Latas, potes, talheres de plástico, roupas velhas, seringas e até animais mortos…
Essa é a cena típica de qualquer lixeira. Mas esta não uma lixeira qualquer.
Trata-se de uma ilha de lixo que flutua no Mar do Caribe, entre as costas de Honduras e Guatemala, um camada de objetos descartados que periodicamente chega às praias e que, ultimamente, tornou-se uma fonte de tensão nas relações bilaterais entre os dois países.
Embora não seja um fenômeno novo, ele é desconhecido de grande parte da comunidade internacional. Até por isso, as imagens do “mar de lixo” no norte de Honduras viralizaram nas redes sociais nas últimas semanas.
A fotógrafa britânica Caroline Power publicou várias fotos que mostravam as águas próximas à ilha turística de Roatán, cobertas de uma massa de detritos de todos os tipos.
Após a publicação das fotos e a chegada do lixo flutuante em vários municípios da costa norte hondurenha, ambos os governos realizaram uma reunião para discutir possíveis soluções para o imbróglio que se estende há mais de três anos, de acordo com as autoridades locais.
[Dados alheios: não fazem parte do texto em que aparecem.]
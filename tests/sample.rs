use std::io::Write;

use polars::prelude::*;
use smoteboost::prelude::*;
use tempfile::NamedTempFile;


fn csv_file(contents: &str) -> NamedTempFile {
    let mut file = NamedTempFile::new().unwrap();
    file.write_all(contents.as_bytes()).unwrap();
    file.flush().unwrap();
    file
}


/// Tests for `Sample` and `SampleReader`.
#[cfg(test)]
pub mod sample_tests {
    use super::*;

    #[test]
    fn read_csv_with_header() {
        let file = csv_file(
            "height,class,width\n\
            1.0,0,2.5\n\
            3.0,1,4.0\n\
            5.5,0,-1.0\n"
        );
        let sample = SampleReader::new()
            .file(file.path())
            .has_header(true)
            .target_feature("class")
            .read()
            .unwrap();

        assert_eq!(sample.shape(), (3, 2));
        assert_eq!(sample.feature_names(), &["height", "width"]);
        assert_eq!(sample.target(), &[0, 1, 0]);
        assert_eq!(sample.at(2), (&[5.5, -1.0][..], 0));
        assert_eq!(sample.minority_label(), Some(1));
    }


    #[test]
    fn read_csv_without_header() {
        let file = csv_file("0.5,1.5,2\n2.5,3.5,-1\n\n");
        let sample = SampleReader::new()
            .file(file.path())
            .target_feature("Feat. [3]")
            .read()
            .unwrap();

        assert_eq!(sample.shape(), (2, 2));
        assert_eq!(sample.feature_names(), &["Feat. [1]", "Feat. [2]"]);
        assert_eq!(sample.target(), &[2, -1]);
    }


    #[test]
    fn unknown_target_column() {
        let file = csv_file("a,b\n1,0\n");
        let err = SampleReader::new()
            .file(file.path())
            .has_header(true)
            .target_feature("class")
            .read()
            .unwrap_err();
        assert!(matches!(err, SmoteBoostError::InvalidParameter { .. }));
    }


    #[test]
    fn malformed_values_are_parse_errors() {
        let file = csv_file("a,class\n1.0,0\nabc,1\n");
        let err = SampleReader::new()
            .file(file.path())
            .has_header(true)
            .target_feature("class")
            .read()
            .unwrap_err();
        assert!(matches!(err, SmoteBoostError::Parse { line: 3, .. }));

        let file = csv_file("a,class\n1.0,0.5\n");
        let err = SampleReader::new()
            .file(file.path())
            .has_header(true)
            .target_feature("class")
            .read()
            .unwrap_err();
        assert!(matches!(err, SmoteBoostError::Parse { .. }));
    }


    #[test]
    fn bad_label_reports_its_own_line() {
        // Line 3 is blank; the bad label sits on line 4.
        let file = csv_file("a,class\n1.0,0\n\n2.0,0.5\n");
        let err = SampleReader::new()
            .file(file.path())
            .has_header(true)
            .target_feature("class")
            .read()
            .unwrap_err();
        assert!(matches!(err, SmoteBoostError::Parse { line: 4, .. }));
    }


    #[test]
    fn missing_file_is_an_io_error() {
        let dir = tempfile::tempdir().unwrap();
        let err = SampleReader::new()
            .file(dir.path().join("nothing.csv"))
            .target_feature("class")
            .read()
            .unwrap_err();
        assert!(matches!(err, SmoteBoostError::Io(_)));
    }


    #[test]
    fn from_dataframe_casts_columns() {
        let data = df!(
            "x" => &[1.0, 2.0, 3.0],
            "n" => &[4i32, 5, 6]
        ).unwrap();
        let target = Series::new("y", &[1i32, 0, 1]);

        let sample = Sample::from_dataframe(data, target).unwrap();
        assert_eq!(sample.shape(), (3, 2));
        assert_eq!(sample.feature_names(), &["x", "n"]);
        assert_eq!(sample.row(1), &[2.0, 5.0]);
        assert_eq!(sample.target(), &[1, 0, 1]);
        assert_eq!(sample.minority_label(), Some(0));
    }


    #[test]
    fn from_dataframe_rejects_fractional_labels() {
        let data = df!("x" => &[1.0, 2.0, 3.0]).unwrap();
        let target = Series::new("y", &[1.0, 0.5, 1.0]);
        let err = Sample::from_dataframe(data, target).unwrap_err();
        assert!(matches!(err, SmoteBoostError::Parse { line: 2, .. }));

        let data = df!("x" => &[1.0, 2.0, 3.0]).unwrap();
        let target = Series::new("y", &[1.0, 0.0, -1.0]);
        let sample = Sample::from_dataframe(data, target).unwrap();
        assert_eq!(sample.target(), &[1, 0, -1]);
    }


    #[test]
    fn from_dataframe_checks_lengths() {
        let data = df!("x" => &[1.0, 2.0]).unwrap();
        let target = Series::new("y", &[1i64, 0, 1]);
        let err = Sample::from_dataframe(data, target).unwrap_err();
        assert!(matches!(
            err,
            SmoteBoostError::DimensionMismatch { expected: 2, found: 3 }
        ));
    }


    #[test]
    fn empty_rows_are_rejected() {
        let err = Sample::from_rows(Vec::new(), Vec::new()).unwrap_err();
        assert!(matches!(err, SmoteBoostError::EmptySample));

        let rows = vec![vec![0.0], vec![1.0]];
        let err = Sample::from_rows(rows, vec![0]).unwrap_err();
        assert!(matches!(err, SmoteBoostError::DimensionMismatch { .. }));
    }
}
Mas as conversas ficaram mais tensas em um ponto fundamental: quem é o principal responsável pelos derramamentos?
De um lado, Honduras acusa seu vizinho de causar a poluição que atinge as praias de Omoa, Puerto Cortés e as Ilhas da Baía. Do outro, a Guatemala diz que é o país vizinho que derrama o lixo que o afeta.
Após as reuniões bilaterais, o governo de Tegucigalpa deu a seu vizinho guatemalteco cinco semanas para controlar os vazamentos.
Caso contrário, dizem, eles recorrerão a organizações e tratados internacionais.
Os efeitos
Carlos Fonseca vive há 60 anos na comunidade de Travesía, no município de Puerto Cortés, no norte de Honduras, e diz que há alguns anos passou a ser rotina limpar o lixo que chega à sua casa.
“Nas estações chuvosas, limpamos logo cedo e à tarde está cheio de lixo de novo, como se não tivéssemos feito nada. São pilhas e pilhas de lixo por todos os lados”, conta à BBC Mundo.
Fonseca diz que são os vizinhos que, na maioria dos casos, são encarregados de limpar o lixo que chega à praia, ante a passividade das autoridades municipais.
“É uma situação infeliz, porque é lixo, traz doenças. Não sei se é daqui ou da Guatemala, mas para a gente é um pesadelo”, diz ele.
José Antonio Galdames, ministro dos Recursos Naturais e Meio Ambiente de Honduras, disse à BBC que o problema do lixo que chega ao país está se tornando “insustentável” não só para o município de Omoa, um dos mais afetados, mas também para algumas ilhas e praias que constituem alguns dos principais destinos turísticos da nação centro-americana.
Na opinião do ministro, a presença de detritos flutuantes tem um impacto negativo em quatro dimensões básicas, pois gera danos ambientais, ecológicos, econômicos e de saúde.
“As pessoas não querem ir à praia porque têm medo da contaminação. Não é bom se deitar em uma areia onde você coloca suas costas e há uma agulha embaixo, ou você entra na água e fica com medo de encontrar algo contaminado”, afirma.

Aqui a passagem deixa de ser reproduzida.